Selgas, ese dulce poeta que canta con su corazón de
niño, con el vigor del genio todo lo que es bello, justo, noble, grande,
magnífico y sublime. Dulce y adorable poeta que reúne al poder de su brillante
inteligencia la suave delicadeza de la sensitiva imagen de su ternura por todo
lo que es bello. Y si “el estilo es el hombre” (perdonadme el Sr. Santos
Jaramillo), los ojos de Selgas deben ser azules, porque según la valiente
expresión del Dr. Samper, “unos ojos azules son por lo común dos miniaturas del
cielo”; y ese hombre que entusiasma y avasalla por su genio, que permite
admirar sin conocer los soberbios cuadros que salen de su pluma, rebosando de
poesía de inalterable lógica, ese hombre debe tener en sus ojos la expresión y
el reflejo de esos cielos que canta tan admirablemente.
Después de releído tan lindo artículo, con mucha
calma tomé la pluma y la pasé dos o tres veces sobre “mi noche”, pues en
realidad yo no trataba de describir sino “mis noches” y esta vez, como las
otras dos, mis castillos de literatura vinieron al suelo. Sin embargo, la
cuestión se reducía a buscar otro nombre para encabezar mi artículo, pues está
visto que las grandes empresas estimulan las pequeñas.
Al día siguiente me propuse escribir, pero era
lunes y la casa estaba en un desorden espantoso, porque aunque mis tres hijos
están pequeños, dos de ellos me dan que hacer por ocho.

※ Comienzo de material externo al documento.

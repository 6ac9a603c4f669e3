use iced::event::{self, Event as IcedEvent};
use iced::widget::image::Handle;
use iced::widget::{column, container, scrollable, text};
use iced::{window, Alignment, Element, Length, Subscription, Task, Theme};
use std::path::PathBuf;

mod config;
mod error;
mod media;
mod search;
mod state;
mod ui;

use config::ServiceConfig;
use error::AppError;
use search::SearchClient;
use state::data::SelectedFile;
use state::workflow::{Effect, Event, Workflow};
use ui::gallery::Gallery;

/// Main application state
struct ImageSearch {
    /// Upload-and-search workflow; the only owner of session state
    workflow: Workflow,
    /// Transport to the similarity service
    client: SearchClient,
    /// Downloaded result images
    gallery: Gallery,
}

/// Application messages (events)
#[derive(Debug, Clone)]
pub enum Message {
    /// User clicked "Browse…"
    BrowseRequested,
    /// The file picker closed (None when cancelled)
    FilePicked(Option<SelectedFile>),
    /// Event for the workflow controller
    Workflow(Event),
    /// A file was released over the window
    FileDropped(PathBuf),
    /// A result image finished downloading (None on failure)
    ResultImageLoaded {
        batch: u64,
        index: usize,
        image: Option<Handle>,
    },
}

impl ImageSearch {
    /// Create a new instance of the application
    fn new(client: SearchClient) -> (Self, Task<Message>) {
        log::info!("🎨 Image search ready, service at {}", client.endpoint());

        (
            ImageSearch {
                workflow: Workflow::new(),
                client,
                gallery: Gallery::default(),
            },
            Task::none(),
        )
    }

    /// Handle application messages and update state
    fn update(&mut self, message: Message) -> Task<Message> {
        match message {
            Message::BrowseRequested => Task::perform(media::loader::pick_image(), Message::FilePicked),
            Message::FilePicked(Some(file)) => self.update(Message::Workflow(Event::FileChosen(file))),
            Message::FilePicked(None) => {
                log::debug!("File picker cancelled");
                Task::none()
            }
            Message::Workflow(event) => {
                let search_finished = matches!(event, Event::SearchSucceeded(_));
                let effect = self.workflow.apply(event);
                log::debug!("Workflow mode: {:?}", self.workflow.mode());
                let mut tasks = vec![self.run(effect)];

                if self.workflow.results().is_empty() {
                    if !self.gallery.is_empty() {
                        self.gallery.clear();
                    }
                } else if search_finished {
                    tasks.push(self.load_result_images());
                }

                Task::batch(tasks)
            }
            Message::FileDropped(path) => {
                // One drop of several files arrives as several messages;
                // the first one ends the drag and is the only one read
                if !self.workflow.is_drag_active() {
                    log::debug!("Ignoring extra dropped file {}", path.display());
                    return Task::none();
                }
                self.workflow.apply(Event::Drop);

                Task::perform(media::loader::load_file(path), |loaded| {
                    let files = match loaded {
                        Ok(file) => vec![file],
                        Err(e) => {
                            log::warn!("⚠️  {}", e);
                            Vec::new()
                        }
                    };
                    Message::Workflow(Event::Dropped(files))
                })
            }
            Message::ResultImageLoaded {
                batch,
                index,
                image,
            } => {
                if !self.gallery.resolve(batch, index, image) {
                    log::debug!("Discarding result image {} from batch {}", index, batch);
                }
                Task::none()
            }
        }
    }

    /// Start the async work requested by the workflow
    fn run(&self, effect: Effect) -> Task<Message> {
        match effect {
            Effect::None => Task::none(),
            Effect::DerivePreview { generation, file } => {
                Task::perform(media::preview::derive_preview(file), move |derived| {
                    Message::Workflow(match derived {
                        Ok(preview) => Event::PreviewReady {
                            generation,
                            preview,
                        },
                        Err(e) => Event::PreviewFailed {
                            generation,
                            reason: e.to_string(),
                        },
                    })
                })
            }
            Effect::Search(file) => {
                let client = self.client.clone();
                Task::perform(search_async(client, file), |outcome| {
                    Message::Workflow(match outcome {
                        Ok(matches) => Event::SearchSucceeded(matches),
                        Err(reason) => Event::SearchFailed(reason),
                    })
                })
            }
        }
    }

    /// Download every result image of the current result list
    fn load_result_images(&mut self) -> Task<Message> {
        let results = self.workflow.results();
        let batch = self.gallery.begin(results.len());

        let downloads = results.iter().enumerate().map(|(index, result)| {
            let client = self.client.clone();
            let identifier = result.identifier.clone();
            Task::perform(
                async move {
                    match client.fetch_image(&identifier).await {
                        Ok(bytes) => Some(Handle::from_bytes(bytes)),
                        Err(e) => {
                            log::warn!("⚠️  No image for {}: {}", identifier, e);
                            None
                        }
                    }
                },
                move |image| Message::ResultImageLoaded {
                    batch,
                    index,
                    image,
                },
            )
        });

        Task::batch(downloads)
    }

    /// Forward window file-drag events to the workflow
    fn subscription(&self) -> Subscription<Message> {
        event::listen_with(file_drag_events)
    }

    /// Build the user interface
    fn view(&self) -> Element<Message> {
        let content = column![
            text("Reverse Image Search").size(40),
            ui::drop_zone::view(&self.workflow),
            ui::results::search_button(&self.workflow),
            ui::results::view(&self.workflow, &self.gallery),
        ]
        .spacing(24)
        .padding(40)
        .max_width(960)
        .align_x(Alignment::Center);

        scrollable(
            container(content)
                .width(Length::Fill)
                .center_x(Length::Fill),
        )
        .height(Length::Fill)
        .into()
    }

    /// Set the application theme
    fn theme(&self) -> Theme {
        Theme::Dark
    }
}

fn file_drag_events(event: IcedEvent, _status: event::Status, _window: window::Id) -> Option<Message> {
    match event {
        IcedEvent::Window(window::Event::FileHovered(_)) => Some(Message::Workflow(Event::DragEnter)),
        IcedEvent::Window(window::Event::FilesHoveredLeft) => Some(Message::Workflow(Event::DragLeave)),
        IcedEvent::Window(window::Event::FileDropped(path)) => Some(Message::FileDropped(path)),
        _ => None,
    }
}

/// Run one search request; errors are flattened to a log-friendly reason
async fn search_async(client: SearchClient, file: SelectedFile) -> Result<Vec<state::data::SearchResult>, String> {
    client.search(&file).await.map_err(|e| e.to_string())
}

fn main() -> Result<(), AppError> {
    env_logger::Builder::from_env(env_logger::Env::default().default_filter_or("info")).init();

    let config = ServiceConfig::load()?;
    let client = SearchClient::new(config)?;

    iced::application("Reverse Image Search", ImageSearch::update, ImageSearch::view)
        .subscription(ImageSearch::subscription)
        .theme(ImageSearch::theme)
        .centered()
        .run_with(move || ImageSearch::new(client))?;

    Ok(())
}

El día anterior, estando yo fuera de casa, los
niños de la vecindad en compañía de los míos, o diré más bien, los míos en
compañía de los otros, se subieron al balcón con una hornilla que contenía
ceniza y carbón, y no solo no se contentaron con regarlo todo, sino que también
sobre las tablas pintaron triques y enormes y fierísimos matachines, dejándome
la escala en un estado tristísimo, embadurnada de carbón y ceniza. La lavada de
la escala era, pues, la primera ocupación del día y ordenar que fuera un peón a
limpiar con cal las paredes de los corredores que estaban llenas de arañazos y
sendos figurines por el estilo de los de la escala. En esto y en arreglar la
casa se pasó un poco de tiempo. Después de almuerzo empezaron a llegar visitas
hasta las tres, hora de comer en casa. Un rato después de la comida, cuando
soñaba con la deseada hora, oí un ruido como de una tabla rodando, seguido de
un grito agudo. “¡Santísimo Dios!”, exclamé, “ya se mató algún muchacho”. Ese
golpe siempre fue en la cabeza de Alfonso que sonó. Una tabla de un sobrecielo
que estaba en falso y que el inquieto niño hacía días estaba molestando con el
palo de una escoba se desprendió sobre su enemigo y le rompió la frente.
Confundida con la travesura inaguantable de tan
indomable muchacho, sin saber qué hacer, y afanadísima con este contratiempo,
ocurrí a buscar papel inglés para vendarle la herida, y una vez que cesó el
llanto me puse a leer los periódicos del correo que habían llegado de Bogotá.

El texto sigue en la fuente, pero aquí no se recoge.